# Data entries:
/---
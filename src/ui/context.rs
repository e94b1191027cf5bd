use std::sync::Arc;

use flume::Sender;

use crate::audio::player::Player;
use crate::event::events::Event;
use crate::http::ApiService;

pub struct AppContext {
    pub api: Arc<ApiService>,
    pub player: Player,
    pub event_tx: Sender<Event>,
}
\---
# REQUIRED WORK:
Transcribe each record exactly. Leave nothing out.

# YOUR RESPONSE:
filename src/ui/context.rs
repository e94b1191027cf5bd
use std::sync::Arc;

use flume::Sender;

use crate::audio::player::Player;
use crate::event::events::Event;
use crate::http::ApiService;

pub struct AppContext {
    pub api: Arc<ApiService>,
    pub player: Player,
    pub event_tx: Sender<Event>,
}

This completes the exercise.